3.2.2 血壓下降:若血壓下降不超過20mmHg者,可以暫不處理,收縮壓控制在100-140mmHg,舒張壓維持在60-90mmHg。
3.2.3 血栓形成: 支架釋放過程中的栓子脫落容易進入大腦中動脈發生閉塞。需嚴密觀察足背動脈搏動、皮膚色澤及溫度情況、穿刺肢體有無疼痛及感覺減退。繃帶拆除后鼓勵患者早期下床活動,避免下肢靜脈血栓形成[3]。

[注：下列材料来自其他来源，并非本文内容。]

//! Inbound mail and the facts extracted from it.

use crate::review::domain::{Pages, ProjectCodes};
use crate::roster::domain::ReviewerId;
use chrono::{DateTime, Utc};
use serde::{Deserialize, Serialize};
use std::collections::BTreeSet;

/// What an inbound message asks for.
#[derive(Debug, Clone, Copy, PartialEq, Eq, Hash, Serialize, Deserialize)]
#[serde(rename_all = "snake_case")]
pub enum MailOperation {
    /// A report is submitted for review.
    Submit,
    /// A review has been completed.
    Finish,
}

impl MailOperation {
    /// Keyword naming the operation.
    #[must_use]
    pub const fn as_str(self) -> &'static str {
        match self {
            Self::Submit => "submit",
            Self::Finish => "finish",
        }
    }
}

/// Message retrieved by a mail source.
#[derive(Debug, Clone, PartialEq, Eq, Serialize, Deserialize)]
pub struct InboundMail {
    /// Spool folder holding the message and its attachments.
    #[serde(default)]
    pub folder: String,
    /// Requested operation.
    pub operation: MailOperation,
    /// Sender address.
    pub from: String,
    /// Subject line.
    pub subject: String,
    /// Plain-text body.
    #[serde(default)]
    pub body: String,
    /// When the message was sent.
    pub received_at: DateTime<Utc>,
}

/// Validated sender of a message.
#[derive(Debug, Clone, PartialEq, Eq)]
pub struct Author {
    /// Roster id of the sender.
    pub id: ReviewerId,
    /// Display name of the sender.
    pub display_name: String,
}

/// Instructions parsed from a submission body.
#[derive(Debug, Clone, Default, PartialEq, Eq)]
pub struct Directives {
    /// Whether the report is urgent.
    pub urgent: bool,
    /// Teammates who must not review the report.
    pub exclude: BTreeSet<ReviewerId>,
    /// Reviewer explicitly requested by the author.
    pub forced: Option<ReviewerId>,
    /// Problems found while parsing, reported back to the author.
    pub warnings: Vec<String>,
}

/// Facts read from a submitted report.
#[derive(Debug, Clone, PartialEq, Eq, Serialize, Deserialize)]
pub struct SubmissionDocument {
    /// Project codes and titles.
    pub codes: ProjectCodes,
    /// Client company.
    pub company: String,
    /// Page count.
    pub pages: Pages,
}
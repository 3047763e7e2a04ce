//! Diesel schema for the roster ledger and review tasks.

diesel::table! {
    /// Roster members and their weighted workload counters.
    reviewers (id) {
        /// Reviewer handle.
        #[max_length = 64]
        id -> Varchar,
        /// Human readable name.
        #[max_length = 255]
        display_name -> Varchar,
        /// Mail address used to resolve inbound senders.
        #[max_length = 255]
        email -> Nullable<Varchar>,
        /// Role code (0 author only, 1 reviewer).
        role -> Int2,
        /// Availability level (0 to 2).
        availability -> Int2,
        /// Weighted pages across assigned open tasks.
        pages_weighted -> Int8,
        /// Timestamp of the last availability change.
        status_since -> Timestamptz,
    }
}

diesel::table! {
    /// Tasks awaiting or undergoing review.
    open_tasks (id) {
        /// Fingerprint of the project codes.
        #[max_length = 64]
        id -> Varchar,
        /// Map of project code to title.
        codes -> Jsonb,
        /// Company name.
        #[max_length = 255]
        company -> Varchar,
        /// Page count.
        pages -> Int4,
        /// Urgency flag.
        urgent -> Bool,
        /// Report author.
        #[max_length = 64]
        author_id -> Varchar,
        /// Assigned reviewer.
        #[max_length = 64]
        reviewer_id -> Nullable<Varchar>,
        /// Opening timestamp.
        opened_at -> Timestamptz,
    }
}

diesel::table! {
    /// Append-only history of finished reviews.
    closed_tasks (id) {
        /// Sequence number.
        id -> Int8,
        /// Map of project code to title.
        codes -> Jsonb,
        /// Company name.
        #[max_length = 255]
        company -> Varchar,
        /// Page count.
        pages -> Int4,
        /// Urgency flag.
        urgent -> Bool,
        /// Report author.
        #[max_length = 64]
        author_id -> Varchar,
        /// Reviewer who finished the task.
        #[max_length = 64]
        reviewer_id -> Varchar,
        /// Opening timestamp.
        opened_at -> Timestamptz,
        /// Finishing timestamp.
        closed_at -> Timestamptz,
    }
}

diesel::table! {
    /// Outcome of every processed inbound message.
    mail_log (id) {
        /// Sequence number.
        id -> Int8,
        /// Spool folder of the message.
        #[max_length = 255]
        folder -> Varchar,
        /// Operation keyword.
        #[max_length = 16]
        keyword -> Varchar,
        /// Raw sender header.
        #[max_length = 255]
        sender -> Varchar,
        /// Resolved roster member.
        #[max_length = 64]
        author_id -> Nullable<Varchar>,
        /// Failure description.
        error -> Nullable<Text>,
        /// Directive warnings as a JSON array.
        warnings -> Jsonb,
        /// The message as received.
        mail -> Jsonb,
        /// Extracted report facts.
        document -> Nullable<Jsonb>,
        /// Write timestamp.
        recorded_at -> Timestamptz,
    }
}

3.2.4 腦過度灌注綜合癥 是最嚴重的并發癥之一,最常見的癥狀為患側頭疼和意識改變。可有同側額顳部或眶周的波動性疼痛或彌漫性頭痛、面部的疼痛、嘔吐、視力下降、意識障礙、高血壓等,出現腦水腫后可有相應的神經癥狀和癲癇。嚴密觀察患者有無頭痛、癲癇和局灶性神經功能缺損癥狀及腦出血的前驅癥狀,早期發現及時處理,可避免因腦缺血,缺氧而出現不可逆的神經功能損害[5]。

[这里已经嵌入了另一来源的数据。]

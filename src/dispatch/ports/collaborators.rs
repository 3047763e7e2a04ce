//! Ports for the external systems around the consumer.

use crate::dispatch::domain::{
    Author, Directives, InboundMail, Notification, ReceiveKeywords, SubmissionDocument,
};
use crate::review::domain::ProjectCodes;
use crate::review::ports::ReviewStoreError;
use async_trait::async_trait;
use thiserror::Error;

/// Result type for collaborator calls.
pub type CollaboratorResult<T> = Result<T, CollaboratorError>;

/// Source of inbound review mail.
#[cfg_attr(test, mockall::automock)]
#[async_trait]
pub trait MailSource: Send + Sync {
    /// Fetches unread messages whose subject carries one of the keywords.
    ///
    /// # Errors
    ///
    /// Returns [`CollaboratorError::Mail`] when the mailbox cannot be read.
    async fn receive(&self, keywords: &ReceiveKeywords) -> CollaboratorResult<Vec<InboundMail>>;

    /// Loads the message stored in `folder`.
    ///
    /// # Errors
    ///
    /// Returns [`CollaboratorError::Mail`] when the folder holds no message.
    async fn read(&self, folder: &str) -> CollaboratorResult<InboundMail>;
}

/// Checks who sent a message and what it asks for.
#[cfg_attr(test, mockall::automock)]
#[async_trait]
pub trait Validator: Send + Sync {
    /// Resolves the sender to a roster member.
    ///
    /// # Errors
    ///
    /// Returns [`CollaboratorError::InvalidSender`] when nobody matches.
    async fn validate_sender(&self, mail: &InboundMail) -> CollaboratorResult<Author>;

    /// Parses the directives in the message body.
    ///
    /// # Errors
    ///
    /// Returns [`CollaboratorError::Roster`] when the roster cannot be read.
    async fn validate_directives(
        &self,
        mail: &InboundMail,
        author: &Author,
    ) -> CollaboratorResult<Directives>;
}

/// Extracts report facts from message attachments.
#[cfg_attr(test, mockall::automock)]
#[async_trait]
pub trait DocumentReader: Send + Sync {
    /// Reads codes, company and page count from a submitted report.
    ///
    /// # Errors
    ///
    /// Returns [`CollaboratorError::Document`] when the report is unreadable.
    async fn read_submission(&self, mail: &InboundMail) -> CollaboratorResult<SubmissionDocument>;

    /// Reads the project codes from a finished report.
    ///
    /// # Errors
    ///
    /// Returns [`CollaboratorError::Document`] when the report is unreadable.
    async fn read_finish(&self, mail: &InboundMail) -> CollaboratorResult<ProjectCodes>;
}

/// Delivers notifications.
#[cfg_attr(test, mockall::automock)]
#[async_trait]
pub trait Notifier: Send + Sync {
    /// Sends one notification.
    ///
    /// # Errors
    ///
    /// Returns [`CollaboratorError::Delivery`] when delivery fails.
    async fn notify(&self, notification: Notification) -> CollaboratorResult<()>;
}

/// Errors returned by collaborators.
#[derive(Debug, Clone, Error)]
pub enum CollaboratorError {
    /// The sender is not on the roster.
    #[error("invalid sender: {0}")]
    InvalidSender(String),

    /// The message could not be retrieved.
    #[error("mail error: {0}")]
    Mail(String),

    /// The attached report could not be read.
    #[error("document error: {0}")]
    Document(String),

    /// The notification could not be delivered.
    #[error("delivery error: {0}")]
    Delivery(String),

    /// The notification could not be rendered.
    #[error("render error: {0}")]
    Render(String),

    /// The roster could not be read.
    #[error(transparent)]
    Roster(#[from] ReviewStoreError),
}

impl From<minijinja::Error> for CollaboratorError {
    fn from(err: minijinja::Error) -> Self {
        Self::Render(err.to_string())
    }
}
//! Reviewer ranking for new assignments.
//!
//! [`rank`] is a pure function over a [`RankingSnapshot`] read inside the
//! caller's transaction. Candidates are ordered by `(skipped, open_count,
//! pages_diff)` with the reviewer id as a final tiebreaker:
//!
//! - `skipped` demotes whoever closed the most recent review until somebody
//!   receives a task opened after that closure.
//! - `open_count` is the number of open tasks currently assigned.
//! - `pages_diff` is the weighted page total minus the smallest total among
//!   all eligible reviewers.
//!
//! Urgent requests move reviewers accepting all work ahead as a block, and
//! unavailable reviewers are dropped unless explicitly included.

use super::domain::{ClosedTask, OpenTask};
use crate::roster::domain::{Availability, Reviewer, ReviewerId};
use chrono::{DateTime, Utc};
use serde::Serialize;
use std::collections::{BTreeMap, BTreeSet};

/// Reviewer and timestamp of the most recent closure.
#[derive(Debug, Clone, PartialEq, Eq)]
pub struct LastClosure {
    /// Reviewer who finished the task.
    pub reviewer_id: ReviewerId,
    /// When the task was finished.
    pub closed_at: DateTime<Utc>,
}

impl From<&ClosedTask> for LastClosure {
    fn from(task: &ClosedTask) -> Self {
        Self {
            reviewer_id: task.reviewer_id().clone(),
            closed_at: task.closed_at(),
        }
    }
}

/// Consistent view of the roster and open tasks used for ranking.
#[derive(Debug, Clone, Default, PartialEq, Eq)]
pub struct RankingSnapshot {
    reviewers: Vec<Reviewer>,
    open_counts: BTreeMap<ReviewerId, u32>,
    assigned_opened_at: Vec<DateTime<Utc>>,
    last_closure: Option<LastClosure>,
}

impl RankingSnapshot {
    /// Builds a snapshot from roster rows, all open tasks and the most recent
    /// closure.
    ///
    /// Members without the reviewer role are discarded.
    #[must_use]
    pub fn new(
        reviewers: impl IntoIterator<Item = Reviewer>,
        open_tasks: &[OpenTask],
        last_closure: Option<LastClosure>,
    ) -> Self {
        let mut open_counts = BTreeMap::new();
        let mut assigned_opened_at = Vec::new();
        for task in open_tasks {
            if let Some(reviewer_id) = task.reviewer_id() {
                *open_counts.entry(reviewer_id.clone()).or_insert(0_u32) += 1;
                assigned_opened_at.push(task.opened_at());
            }
        }
        Self {
            reviewers: reviewers
                .into_iter()
                .filter(Reviewer::is_reviewer)
                .collect(),
            open_counts,
            assigned_opened_at,
            last_closure,
        }
    }

    /// Returns the eligible reviewers.
    #[must_use]
    pub fn reviewers(&self) -> &[Reviewer] {
        &self.reviewers
    }

    /// Returns the number of open tasks assigned to `reviewer_id`.
    #[must_use]
    pub fn open_count(&self, reviewer_id: &ReviewerId) -> u32 {
        self.open_counts.get(reviewer_id).copied().unwrap_or(0)
    }

    /// Returns `true` when `reviewer_id` is demoted by the skip rule.
    #[must_use]
    pub fn is_skipped(&self, reviewer_id: &ReviewerId) -> bool {
        self.last_closure.as_ref().is_some_and(|closure| {
            &closure.reviewer_id == reviewer_id
                && !self
                    .assigned_opened_at
                    .iter()
                    .any(|opened_at| *opened_at > closure.closed_at)
        })
    }

    fn min_pages(&self) -> i64 {
        self.reviewers
            .iter()
            .map(Reviewer::pages_weighted)
            .min()
            .unwrap_or(0)
    }
}

/// Parameters of one ranking request.
#[derive(Debug, Clone, Default, PartialEq, Eq)]
pub struct RankRequest {
    /// Reviewers that must not be returned.
    pub exclude: BTreeSet<ReviewerId>,
    /// Whether the task being assigned is urgent.
    pub urgent: bool,
    /// Whether reviewers marked unavailable are kept.
    pub include_unavailable: bool,
}

/// One ranked reviewer.
#[derive(Debug, Clone, PartialEq, Eq, Serialize)]
pub struct ReviewerCandidate {
    /// Roster row of the reviewer.
    pub reviewer: Reviewer,
    /// Weighted pages above the least loaded eligible reviewer.
    pub pages_diff: i64,
    /// Number of assigned open tasks.
    pub open_count: u32,
    /// Whether the reviewer is demoted by the skip rule.
    pub skipped: bool,
}

impl ReviewerCandidate {
    fn sort_key(&self) -> (bool, u32, i64, &ReviewerId) {
        (
            self.skipped,
            self.open_count,
            self.pages_diff,
            self.reviewer.id(),
        )
    }
}

/// Ranks eligible reviewers for an assignment, best candidate first.
#[must_use]
pub fn rank(snapshot: &RankingSnapshot, request: &RankRequest) -> Vec<ReviewerCandidate> {
    let min_pages = snapshot.min_pages();
    let mut candidates: Vec<ReviewerCandidate> = snapshot
        .reviewers
        .iter()
        .filter(|reviewer| !request.exclude.contains(reviewer.id()))
        .map(|reviewer| ReviewerCandidate {
            reviewer: reviewer.clone(),
            pages_diff: reviewer.pages_weighted() - min_pages,
            open_count: snapshot.open_count(reviewer.id()),
            skipped: snapshot.is_skipped(reviewer.id()),
        })
        .collect();
    candidates.sort_by(|left, right| left.sort_key().cmp(&right.sort_key()));

    if request.urgent {
        let (accepting, rest): (Vec<_>, Vec<_>) = candidates
            .into_iter()
            .partition(|candidate| candidate.reviewer.availability() == Availability::AcceptingAll);
        candidates = accepting;
        candidates.extend(rest);
    }

    if !request.include_unavailable {
        candidates.retain(|candidate| candidate.reviewer.availability() != Availability::Unavailable);
    }
    candidates
}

3.2.5 出血:觀察有無全身皮膚及牙齦出血等,避免服用如維生素K等影響抗凝治療,嚴密監測出、凝血時間。
目前,頸動脈支架成形術(CAS)已經成為臨床上治療頸動脈狹窄的主要方法之一。初步的臨床研究顯示,可以替代頸動脈內膜剝脫術(CEA),或在某些病例中療效優于CEA,而成為預防卒中的一級和二級措施[6-7]。積極完備的術前準備,術中的良好護理配合,術后并發癥的觀察護理是手術成功的關鍵。介入治療改變了腦血管疾病診斷和治療的傳統狀況,促進了對腦血管疾病的研究發展;同時為護理學科開辟了一個新的領域。